La estocada del PRI: Morena bajo el sello de “narcopartido” tras el golpe de Nueva York

El PRI tilda a Morena de narcopartido tras la imputación de EE. UU. contra Rubén Rocha Moya y 9 funcionarios por nexos con Los Chapitos

La estocada del PRI: Morena bajo el sello de "narcopartido" tras el golpe de Nueva York
La estocada del PRI: Morena bajo el sello de "narcopartido" tras el golpe de Nueva York

La acusación formal de Estados Unidos contra Rubén Rocha Moya y su círculo cercano ha provocado un sismo de legitimidad que el PRI ha capitalizado para sentenciar el fin de la neutralidad política de Morena. En Más Contexto nos inquieta la velocidad con la que la estructura de un estado soberano ha sido catalogada como una extensión logística del crimen organizado en cortes internacionales, una realidad que la oposición ahora utiliza para desmantelar la narrativa oficialista.

El Partido Revolucionario Institucional (PRI) ha calificado a Morena como un “narcopartido” tras la imputación de la Fiscalía del Distrito Sur de Nueva York contra 10 funcionarios sinaloenses, incluido el gobernador Rubén Rocha Moya. La dirigencia tricolor sostiene que el control territorial del narcotráfico y la impunidad sistémica en México son el resultado directo de una administración que ha pactado con estructuras criminales para ganar elecciones mediante la intimidación y el soborno.

El acta de Nueva York: El fin de las coincidencias políticas

La acusación de la justicia estadounidense no se limita a señalamientos retóricos; el fiscal Jay Clayton ha puesto sobre la mesa delitos graves como conspiración para importar narcóticos y posesión de armas de alto poder y dispositivos destructivos. Para el PRI, este expediente confirma que la violencia que azota al país no es accidental, sino una política de encubrimiento activa.

En Más Contexto hemos rastreado cómo estas redes de complicidad, descritas en el acta penal, sugieren una simbiosis donde el servicio público de Sinaloa operaba como un brazo operativo de “Los Chapitos”. Nuestra lectura es de profunda alarma: la presencia de un vicefiscal, un senador y mandos policiales en una misma lista de extradición indica que el sistema de justicia local no estaba infiltrado, sino que fue diseñado para proteger al cártel.

La lista de la infamia: Nombres que fracturan al oficialismo

El PRI ha sido enfático en señalar a los responsables directos, exigiendo investigaciones exhaustivas y detenciones inmediatas. Los nombres mencionados en el acta de Nueva York representan el corazón del poder político y de seguridad en Sinaloa:

  • Dámaso Castro Saavedra: Fiscal general adjunto de la FGE sinaloense.
  • Enrique Inzunza Cázarez: Senador de Morena y pieza clave del rochismo.
  • Juan de Dios Gámez Mendívil: Alcalde de Culiacán.
  • Mandos Operativos: Enrique Díaz Vega, Gerardo Mérida Sánchez y jefes policiales como Marco Antonio Almanza Avilés y Alberto Jorge Contreras Núñez (alias “Cholo”).

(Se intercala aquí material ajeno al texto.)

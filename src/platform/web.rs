//! Browser binding (wasm32)
//!
//! `WebGame` mounts one session in the page. Frames come from
//! `requestAnimationFrame`, device events are forwarded by the host page, and
//! final scores go to a JS callback and the LocalStorage leaderboard.

use std::cell::RefCell;
use std::rc::{Rc, Weak};

use glam::Vec2;
use wasm_bindgen::JsCast;
use wasm_bindgen::prelude::*;

use super::{DisplaySurface, FrameScheduler};
use crate::games::GameKind;
use crate::highscores::HighScores;
use crate::input::{InputEvent, Key};
use crate::lifecycle::{ScoreSink, Session};
use crate::settings::Settings;
use crate::tuning::Tuning;

#[wasm_bindgen(start)]
pub fn init() {
    console_error_panic_hook::set_once();
    if console_log::init_with_level(log::Level::Info).is_err() {
        web_sys::console::warn_1(&"Logger already initialized".into());
    }
}

/// `requestAnimationFrame` scheduler
#[derive(Default)]
pub struct RafScheduler {
    callback: Option<js_sys::Function>,
    handle: Option<i32>,
}

impl RafScheduler {
    pub fn new() -> Self {
        Self::default()
    }

    pub fn set_callback(&mut self, callback: js_sys::Function) {
        self.callback = Some(callback);
    }

    /// The browser ran our callback; the handle is spent
    pub fn frame_fired(&mut self) {
        self.handle = None;
    }
}

impl FrameScheduler for RafScheduler {
    fn request_frame(&mut self) {
        if self.handle.is_some() {
            return;
        }
        let (Some(window), Some(callback)) = (web_sys::window(), self.callback.as_ref()) else {
            log::warn!("No window or frame callback; frame not scheduled");
            return;
        };
        match window.request_animation_frame(callback) {
            Ok(handle) => self.handle = Some(handle),
            Err(e) => log::warn!("requestAnimationFrame failed: {:?}", e),
        }
    }

    fn cancel_frame(&mut self) {
        if let Some(handle) = self.handle.take() {
            if let Some(window) = web_sys::window() {
                if let Err(e) = window.cancel_animation_frame(handle) {
                    log::warn!("cancelAnimationFrame failed: {:?}", e);
                }
            }
        }
    }
}

/// Forwards final scores to the page and keeps the local leaderboard
pub struct JsScoreSink {
    callback: Option<js_sys::Function>,
    scores: HighScores,
}

impl JsScoreSink {
    pub fn new(callback: Option<js_sys::Function>) -> Self {
        Self {
            callback,
            scores: HighScores::load(),
        }
    }

    pub fn scores(&self) -> &HighScores {
        &self.scores
    }
}

impl ScoreSink for JsScoreSink {
    fn submit_score(&mut self, game_type: &str, score: u64, elapsed_secs: Option<f32>) {
        self.scores.submit_score(game_type, score, elapsed_secs);

        if let Some(callback) = &self.callback {
            let elapsed = elapsed_secs
                .map(|secs| JsValue::from_f64(secs as f64))
                .unwrap_or(JsValue::UNDEFINED);
            if let Err(e) = callback.call3(
                &JsValue::NULL,
                &JsValue::from_str(game_type),
                &JsValue::from_f64(score as f64),
                &elapsed,
            ) {
                log::warn!("Score callback failed: {:?}", e);
            }
        }
    }
}

type WebSession = Session<JsScoreSink, RafScheduler>;

/// One mounted game, driven from JavaScript
#[wasm_bindgen]
pub struct WebGame {
    session: Rc<RefCell<WebSession>>,
    surface: DisplaySurface,
    settings: Settings,
    _frame: Closure<dyn FnMut(f64)>,
}

#[wasm_bindgen]
impl WebGame {
    /// Mount `game_type` ("brick-breaker", "space-invaders" or "cricket")
    #[wasm_bindgen(constructor)]
    pub fn new(
        game_type: &str,
        tuning_json: Option<String>,
        on_score: Option<js_sys::Function>,
    ) -> Result<WebGame, JsValue> {
        let kind = GameKind::from_game_type(game_type)
            .ok_or_else(|| JsValue::from_str(&format!("unknown game type: {game_type}")))?;
        let tuning = tuning_json
            .as_deref()
            .map(Tuning::load_or_default)
            .unwrap_or_default();
        let settings = Settings::load();
        let session = Rc::new(RefCell::new(Session::new(
            kind,
            tuning,
            &settings,
            JsScoreSink::new(on_score),
            RafScheduler::new(),
        )));

        let weak: Weak<RefCell<WebSession>> = Rc::downgrade(&session);
        let frame = Closure::<dyn FnMut(f64)>::new(move |_time: f64| {
            let Some(session) = weak.upgrade() else {
                return;
            };
            let Ok(mut session) = session.try_borrow_mut() else {
                log::trace!("Frame skipped: session busy");
                return;
            };
            session.scheduler_mut().frame_fired();
            session.frame();
        });
        session
            .borrow_mut()
            .scheduler_mut()
            .set_callback(frame.as_ref().unchecked_ref::<js_sys::Function>().clone());

        log::info!("Mounted {}", kind.game_type());
        Ok(WebGame {
            session,
            surface: DisplaySurface::new(),
            settings,
            _frame: frame,
        })
    }

    /// Display size of the canvas, for pointer and touch mapping
    pub fn resize(&mut self, width: f32, height: f32) -> bool {
        self.surface.resize(width, height)
    }

    /// Current preferences as JSON
    pub fn settings(&self) -> Result<String, JsValue> {
        self.settings
            .to_json()
            .map_err(|e| JsValue::from_str(&e.to_string()))
    }

    /// Replace preferences from JSON, persist them and apply them to the session
    pub fn set_settings(&mut self, json: &str) -> Result<(), JsValue> {
        let settings = Settings::from_json(json).map_err(|e| JsValue::from_str(&e.to_string()))?;
        settings.save();
        self.with_session(|s| s.apply_settings(&settings))
            .ok_or_else(|| JsValue::from_str("session busy"))?;
        log::info!("Settings updated ({} quality)", settings.quality.as_str());
        self.settings = settings;
        Ok(())
    }

    /// Start or replay; `seed` defaults to the current time
    pub fn start(&self, seed: Option<f64>) -> bool {
        let seed = seed.unwrap_or_else(js_sys::Date::now) as u64;
        self.with_session(|s| s.start(seed)).unwrap_or(false)
    }

    pub fn stop(&self) {
        self.with_session(|s| s.stop());
    }

    pub fn unmount(&self) {
        self.with_session(|s| s.unmount());
    }

    pub fn pause(&self) -> bool {
        self.with_session(|s| s.pause()).unwrap_or(false)
    }

    pub fn resume(&self) -> bool {
        self.with_session(|s| s.resume()).unwrap_or(false)
    }

    pub fn pointer_move(&self, x: f32, y: f32) {
        if let Some(surface) = self.sized() {
            self.input(InputEvent::PointerMove { x, y, surface });
        }
    }

    pub fn pointer_down(&self, x: f32, y: f32) {
        if let Some(surface) = self.sized() {
            self.input(InputEvent::PointerDown { x, y, surface });
        }
    }

    pub fn pointer_up(&self) {
        self.input(InputEvent::PointerUp);
    }

    pub fn touch_start(&self, x: f32, y: f32) {
        if let Some(surface) = self.sized() {
            self.input(InputEvent::TouchStart { x, y, surface });
        }
    }

    pub fn touch_move(&self, x: f32, y: f32) {
        if let Some(surface) = self.sized() {
            self.input(InputEvent::TouchMove { x, y, surface });
        }
    }

    pub fn touch_end(&self) {
        self.input(InputEvent::TouchEnd);
    }

    /// `code` is a `KeyboardEvent.code`
    pub fn key_down(&self, code: &str, repeat: bool) {
        self.input(InputEvent::KeyDown {
            key: Key::from_code(code),
            repeat,
        });
    }

    pub fn key_up(&self, code: &str) {
        self.input(InputEvent::KeyUp {
            key: Key::from_code(code),
        });
    }

    /// Interleaved `[x, y, r, g, b, a]` vertices in board units
    pub fn vertices(&self) -> Vec<f32> {
        self.session
            .try_borrow()
            .map(|s| bytemuck::cast_slice::<_, f32>(&s.render().vertices).to_vec())
            .unwrap_or_default()
    }

    /// Current screen slot as JSON
    pub fn screen(&self) -> Result<String, JsValue> {
        let session = self
            .session
            .try_borrow()
            .map_err(|_| JsValue::from_str("session busy"))?;
        serde_json::to_string(&session.screen()).map_err(|e| JsValue::from_str(&e.to_string()))
    }

    /// This game's local leaderboard as JSON
    pub fn leaderboard(&self) -> Result<String, JsValue> {
        let session = self
            .session
            .try_borrow()
            .map_err(|_| JsValue::from_str("session busy"))?;
        let game_type = session.kind().game_type();
        let board = session.sink().scores().board(game_type).cloned().unwrap_or_default();
        serde_json::to_string(&board).map_err(|e| JsValue::from_str(&e.to_string()))
    }
}

impl WebGame {
    fn with_session<R>(&self, f: impl FnOnce(&mut WebSession) -> R) -> Option<R> {
        match self.session.try_borrow_mut() {
            Ok(mut session) => Some(f(&mut session)),
            Err(_) => {
                log::debug!("Call ignored: session busy");
                None
            }
        }
    }

    /// Surface size for pointer mapping; None until `resize` has run
    fn sized(&self) -> Option<Vec2> {
        let size = self.surface.size();
        if size.is_none() {
            log::trace!("Pointer event before resize ignored");
        }
        size
    }

    fn input(&self, event: InputEvent) {
        self.with_session(|s| s.handle_input(event));
    }
}

impl Drop for WebGame {
    fn drop(&mut self) {
        self.with_session(|s| s.unmount());
    }
}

Consideramos que el uso de alias en documentos judiciales internacionales para referirse a funcionarios públicos es la prueba definitiva de la degradación institucional. La implicación de José Antonio Dionisio Hipólito (alias “Tornado”) y Juan Valenzuela Millán (alias “Juanito”) refuerza la tesis de que la línea entre el uniforme y el sicariato se ha borrado por completo en el Pacífico mexicano.

Exigencia de detención y el colapso de la soberanía

El comunicado del PRI en la red social X sentencia que México no puede seguir en manos de quienes pactan con el crimen. Esta postura obliga a la administración federal a tomar una postura: o se defiende la soberanía nacional ignorando las pruebas de Washington, o se acepta la extradición de un gobernador en funciones, lo que validaría el estigma de “narcopartido” que hoy lanza la oposición.

Los datos no mienten. El modelo de seguridad basado en la tolerancia ha colapsado bajo el peso de las pruebas recolectadas por la DEA. En Más Contexto evaluamos que este señalamiento del PRI no es solo oportunismo electoral, sino el reflejo de un quiebre en el pacto federal donde los estados ya no responden a la Ciudad de México, sino a los expedientes de Nueva York.

[Perspectiva Más Contexto]

Nuestra apuesta es que este bloqueo durará más de lo que Washington estima, y los mercados aún no han descontado el costo real de una guerra de desgaste legal contra un gobierno estatal señalado como socio del narco. En el equipo editorial de Más Contexto sospechamos que la etiqueta de “narcopartido” será el eje central de la narrativa internacional hacia 2027, dejando a la diplomacia mexicana en una posición de debilidad histórica. El tiempo de las explicaciones políticas ha terminado; ahora solo queda el lenguaje de las esposas y los tribunales.